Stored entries

+++

//! Raw TOML configuration data types
//!
//! These structs represent the exact structure of the TOML config file.
//! Enum-like settings are kept as strings and parsed on conversion, so a
//! typo becomes a warning with a fallback instead of a load failure.

mod admission;
mod consensus;
mod engine;
mod providers;
mod rollout;
mod storage;

pub use admission::FileAdmissionConfig;
pub use consensus::{FileConsensusConfig, FileQuota, FileTaskConfig, FileTasksConfig};
pub use engine::{FileCircuitConfig, FileDispatchConfig, FileEngineConfig};
pub use providers::{FileProviderConfig, ProviderKind};
pub use rollout::FileRolloutConfig;
pub use storage::{FileAuditConfig, FileCacheConfig};

use serde::{Deserialize, Serialize};
use std::collections::HashSet;
use std::time::Duration;
use wallbounce_application::EngineConfig;
use wallbounce_domain::{ConfigIssue, ConfigIssueCode};

/// Complete file configuration (raw TOML structure)
#[derive(Debug, Clone, Default, PartialEq, Serialize, Deserialize)]
#[serde(default)]
pub struct FileConfig {
    pub engine: FileEngineConfig,
    pub dispatch: FileDispatchConfig,
    pub circuit: FileCircuitConfig,
    pub consensus: FileConsensusConfig,
    pub tasks: FileTasksConfig,
    pub admission: FileAdmissionConfig,
    pub rollout: FileRolloutConfig,
    pub cache: FileCacheConfig,
    pub audit: FileAuditConfig,
    pub providers: Vec<FileProviderConfig>,
}

impl FileConfig {
    /// Validate the entire configuration, returning all detected issues.
    ///
    /// This is the single entry point for config validation. It checks:
    /// 1. The provider list (present, unique ids, kind-specific fields)
    /// 2. Enum parse failures (fall back with a warning)
    /// 3. Thresholds, limits and policies of the resulting engine config
    pub fn validate(&self) -> Vec<ConfigIssue> {
        let mut issues = Vec::new();

        // 1. Providers
        if self.providers.is_empty() {
            issues.push(ConfigIssue::error(
                ConfigIssueCode::NoProviders,
                "no [[providers]] configured",
            ));
        }
        let mut seen = HashSet::new();
        for provider in &self.providers {
            if !seen.insert(provider.id.as_str()) {
                issues.push(ConfigIssue::error(
                    ConfigIssueCode::DuplicateProvider {
                        id: provider.id.clone(),
                    },
                    format!("provider id '{}' is configured more than once", provider.id),
                ));
            }
            issues.extend(provider.validate());
        }

        // 2. Enum parse validation
        issues.extend(self.circuit.parse_probe_failure().1);
        issues.extend(self.tasks.to_profiles().1);
        issues.extend(self.admission.to_params().1);
        issues.extend(self.rollout.parse_floor().1);

        // 3. Engine-level checks
        issues.extend(self.to_engine_config().validate());

        issues
    }

    /// Build the immutable engine configuration.
    ///
    /// Unparseable enum values take their fallbacks; call
    /// [`validate`](Self::validate) first to surface them.
    pub fn to_engine_config(&self) -> EngineConfig {
        EngineConfig::default()
            .with_version(self.engine.version)
            .with_request_timeout(Duration::from_secs(self.engine.request_timeout_secs))
            .with_dispatch(self.dispatch.to_params())
            .with_circuit(self.circuit.to_policy())
            .with_consensus(self.consensus.to_params())
            .with_tasks(self.tasks.to_profiles().0)
            .with_admission(self.admission.to_params().0)
            .with_rollout(self.rollout.to_plan().0)
            .with_cache(self.cache.to_params())
    }
}

#[cfg(test)]
mod tests {
    use super::*;
    use wallbounce_application::ReviewMode;
    use wallbounce_domain::config::validation::has_errors;
    use wallbounce_domain::{PolicyAction, ProviderQuota, RollbackFloor};

    const FULL: &str = r#"
[engine]
version = 7
request_timeout_secs = 600

[dispatch]
provider_timeout_secs = 90
max_retries = 2

[circuit]
failure_threshold = 3
probe_failure = "exponential"

[consensus]
min_confidence = 0.75
min_agreement = 0.65

[tasks.basic]
min_providers = 2
initial_fanout = 2

[tasks.critical]
min_providers = "all"
initial_fanout = "all"

[admission]
medium = "review"
review_mode = "deferred"

[rollout]
steps = [10, 50, 100]
floor = "last_known_good"

[cache]
ttl_secs = 120

[[providers]]
id = "claude"
command = "claude"
args = ["-p"]

[[providers]]
id = "gemini"
command = "gemini"
tier = 1
"#;

    #[test]
    fn test_deserialize_full_config() {
        let config: FileConfig = toml::from_str(FULL).unwrap();
        assert!(config.validate().is_empty(), "{:?}", config.validate());

        let engine = config.to_engine_config();
        assert_eq!(engine.version, 7);
        assert_eq!(engine.request_timeout, Duration::from_secs(600));
        assert_eq!(engine.dispatch.max_retries, 2);
        assert_eq!(engine.circuit.failure_threshold, 3);
        assert_eq!(engine.consensus.gate.min_confidence, 0.75);
        assert_eq!(engine.tasks.basic.initial_fanout, ProviderQuota::Count(2));
        assert_eq!(engine.tasks.critical.min_providers, ProviderQuota::All);
        assert_eq!(engine.admission.policy.medium, PolicyAction::Review);
        assert_eq!(engine.admission.review_mode, ReviewMode::Deferred);
        assert_eq!(engine.rollout.steps, vec![10, 50, 100]);
        assert_eq!(engine.rollout.floor, RollbackFloor::LastKnownGood);
        assert_eq!(engine.cache.ttl, Duration::from_secs(120));
        assert_eq!(config.providers.len(), 2);
    }

    #[test]
    fn test_empty_config_has_no_providers() {
        let config: FileConfig = toml::from_str("").unwrap();
        let issues = config.validate();
        assert!(has_errors(&issues));
        assert!(issues.iter().any(|i| i.code == ConfigIssueCode::NoProviders));
        assert_eq!(config.to_engine_config(), EngineConfig::default());
    }

    #[test]
    fn test_duplicate_provider_ids() {
        let config: FileConfig = toml::from_str(
            r#"
[[providers]]
id = "claude"
command = "claude"

[[providers]]
id = "claude"
command = "claude-beta"
"#,
        )
        .unwrap();
        let issues = config.validate();
        assert!(issues.iter().any(|i| matches!(
            &i.code,
            ConfigIssueCode::DuplicateProvider { id } if id == "claude"
        )));
    }

    #[test]
    fn test_critical_auto_approve_is_error() {
        let mut config: FileConfig = toml::from_str(FULL).unwrap();
        config.admission.critical = "auto_approve".to_string();
        let issues = config.validate();
        assert!(issues.iter().any(|i| i.code == ConfigIssueCode::CriticalAutoApprove));
        assert!(has_errors(&issues));
    }

    #[test]
    fn test_enum_typos_are_warnings() {
        let mut config: FileConfig = toml::from_str(FULL).unwrap();
        config.rollout.floor = "halfway".to_string();
        config.admission.review_mode = "later".to_string();
        let issues = config.validate();
        assert_eq!(issues.len(), 2);
        assert!(!has_errors(&issues));
    }

    #[test]
    fn test_threshold_out_of_range() {
        let mut config: FileConfig = toml::from_str(FULL).unwrap();
        config.consensus.min_agreement = 1.5;
        assert!(has_errors(&config.validate()));
    }
}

+++

■ **Problem to work on**
All the records are to be transcribed exactly, with no line missing.

■ **Your solution**
//! Raw TOML configuration data types
//!
//! These structs represent the exact structure of the TOML config file.
//! Enum-like settings are kept as strings and parsed on conversion, so a
//! typo becomes a warning with a fallback instead of a load failure.

mod admission;
mod consensus;
mod engine;
mod providers;
mod rollout;
mod storage;

pub use admission::FileAdmissionConfig;
pub use consensus::{FileConsensusConfig, FileQuota, FileTaskConfig, FileTasksConfig};
pub use engine::{FileCircuitConfig, FileDispatchConfig, FileEngineConfig};
pub use providers::{FileProviderConfig, ProviderKind};
pub use rollout::FileRolloutConfig;
pub use storage::{FileAuditConfig, FileCacheConfig};

use serde::{Deserialize, Serialize};
use std::collections::HashSet;
use std::time::Duration;
use wallbounce_application::EngineConfig;
use wallbounce_domain::{ConfigIssue, ConfigIssueCode};

/// Complete file configuration (raw TOML structure)
#[derive(Debug, Clone, Default, PartialEq, Serialize, Deserialize)]
#[serde(default)]
pub struct FileConfig {
    pub engine: FileEngineConfig,
    pub dispatch: FileDispatchConfig,
    pub circuit: FileCircuitConfig,
    pub consensus: FileConsensusConfig,
    pub tasks: FileTasksConfig,
    pub admission: FileAdmissionConfig,
    pub rollout: FileRolloutConfig,
    pub cache: FileCacheConfig,
    pub audit: FileAuditConfig,
    pub providers: Vec<FileProviderConfig>,
}

impl FileConfig {
    /// Validate the entire configuration, returning all detected issues.
    ///
    /// This is the single entry point for config validation. It checks:
    /// 1. The provider list (present, unique ids, kind-specific fields)
    /// 2. Enum parse failures (fall back with a warning)
    /// 3. Thresholds, limits and policies of the resulting engine config
    pub fn validate(&self) -> Vec<ConfigIssue> {
        let mut issues = Vec::new();

        // 1. Providers
        if self.providers.is_empty() {
            issues.push(ConfigIssue::error(
                ConfigIssueCode::NoProviders,
                "no [[providers]] configured",
            ));
        }
        let mut seen = HashSet::new();
        for provider in &self.providers {
            if !seen.insert(provider.id.as_str()) {
                issues.push(ConfigIssue::error(
                    ConfigIssueCode::DuplicateProvider {
                        id: provider.id.clone(),
                    },
                    format!("provider id '{}' is configured more than once", provider.id),
                ));
            }
            issues.extend(provider.validate());
        }

        // 2. Enum parse validation
        issues.extend(self.circuit.parse_probe_failure().1);
        issues.extend(self.tasks.to_profiles().1);
        issues.extend(self.admission.to_params().1);
        issues.extend(self.rollout.parse_floor().1);

        // 3. Engine-level checks
        issues.extend(self.to_engine_config().validate());

        issues
    }

    /// Build the immutable engine configuration.
    ///
    /// Unparseable enum values take their fallbacks; call
    /// [`validate`](Self::validate) first to surface them.
    pub fn to_engine_config(&self) -> EngineConfig {
        EngineConfig::default()
            .with_version(self.engine.version)
            .with_request_timeout(Duration::from_secs(self.engine.request_timeout_secs))
            .with_dispatch(self.dispatch.to_params())
            .with_circuit(self.circuit.to_policy())
            .with_consensus(self.consensus.to_params())
            .with_tasks(self.tasks.to_profiles().0)
            .with_admission(self.admission.to_params().0)
            .with_rollout(self.rollout.to_plan().0)
            .with_cache(self.cache.to_params())
    }
}

#[cfg(test)]
mod tests {
    use super::*;
    use wallbounce_application::ReviewMode;
    use wallbounce_domain::config::validation::has_errors;
    use wallbounce_domain::{PolicyAction, ProviderQuota, RollbackFloor};

    const FULL: &str = r#"
[engine]
version = 7
request_timeout_secs = 600

[dispatch]
provider_timeout_secs = 90
max_retries = 2

[circuit]
failure_threshold = 3
probe_failure = "exponential"

[consensus]
min_confidence = 0.75
min_agreement = 0.65

[tasks.basic]
min_providers = 2
initial_fanout = 2

[tasks.critical]
min_providers = "all"
initial_fanout = "all"

[admission]
medium = "review"
review_mode = "deferred"

[rollout]
steps = [10, 50, 100]
floor = "last_known_good"

[cache]
ttl_secs = 120

[[providers]]
id = "claude"
command = "claude"
args = ["-p"]

[[providers]]
id = "gemini"
command = "gemini"
tier = 1
"#;

    #[test]
    fn test_deserialize_full_config() {
        let config: FileConfig = toml::from_str(FULL).unwrap();
        assert!(config.validate().is_empty(), "{:?}", config.validate());

        let engine = config.to_engine_config();
        assert_eq!(engine.version, 7);
        assert_eq!(engine.request_timeout, Duration::from_secs(600));
        assert_eq!(engine.dispatch.max_retries, 2);
        assert_eq!(engine.circuit.failure_threshold, 3);
        assert_eq!(engine.consensus.gate.min_confidence, 0.75);
        assert_eq!(engine.tasks.basic.initial_fanout, ProviderQuota::Count(2));
        assert_eq!(engine.tasks.critical.min_providers, ProviderQuota::All);
        assert_eq!(engine.admission.policy.medium, PolicyAction::Review);
        assert_eq!(engine.admission.review_mode, ReviewMode::Deferred);
        assert_eq!(engine.rollout.steps, vec![10, 50, 100]);
        assert_eq!(engine.rollout.floor, RollbackFloor::LastKnownGood);
        assert_eq!(engine.cache.ttl, Duration::from_secs(120));
        assert_eq!(config.providers.len(), 2);
    }

    #[test]
    fn test_empty_config_has_no_providers() {
        let config: FileConfig = toml::from_str("").unwrap();
        let issues = config.validate();
        assert!(has_errors(&issues));
        assert!(issues.iter().any(|i| i.code == ConfigIssueCode::NoProviders));
        assert_eq!(config.to_engine_config(), EngineConfig::default());
    }

    #[test]
    fn test_duplicate_provider_ids() {
        let config: FileConfig = toml::from_str(
            r#"
[[providers]]
id = "claude"
command = "claude"

[[providers]]
id = "claude"
command = "claude-beta"
"#,
        )
        .unwrap();
        let issues = config.validate();
        assert!(issues.iter().any(|i| matches!(
            &i.code,
            ConfigIssueCode::DuplicateProvider { id } if id == "claude"
        )));
    }

    #[test]
    fn test_critical_auto_approve_is_error() {
        let mut config: FileConfig = toml::from_str(FULL).unwrap();
        config.admission.critical = "auto_approve".to_string();
        let issues = config.validate();
        assert!(issues.iter().any(|i| i.code == ConfigIssueCode::CriticalAutoApprove));
        assert!(has_errors(&issues));
    }

    #[test]
    fn test_enum_typos_are_warnings() {
        let mut config: FileConfig = toml::from_str(FULL).unwrap();
        config.rollout.floor = "halfway".to_string();
        config.admission.review_mode = "later".to_string();
        let issues = config.validate();
        assert_eq!(issues.len(), 2);
        assert!(!has_errors(&issues));
    }

    #[test]
    fn test_threshold_out_of_range() {
        let mut config: FileConfig = toml::from_str(FULL).unwrap();
        config.consensus.min_agreement = 1.5;
        assert!(has_errors(&config.validate()));
    }
}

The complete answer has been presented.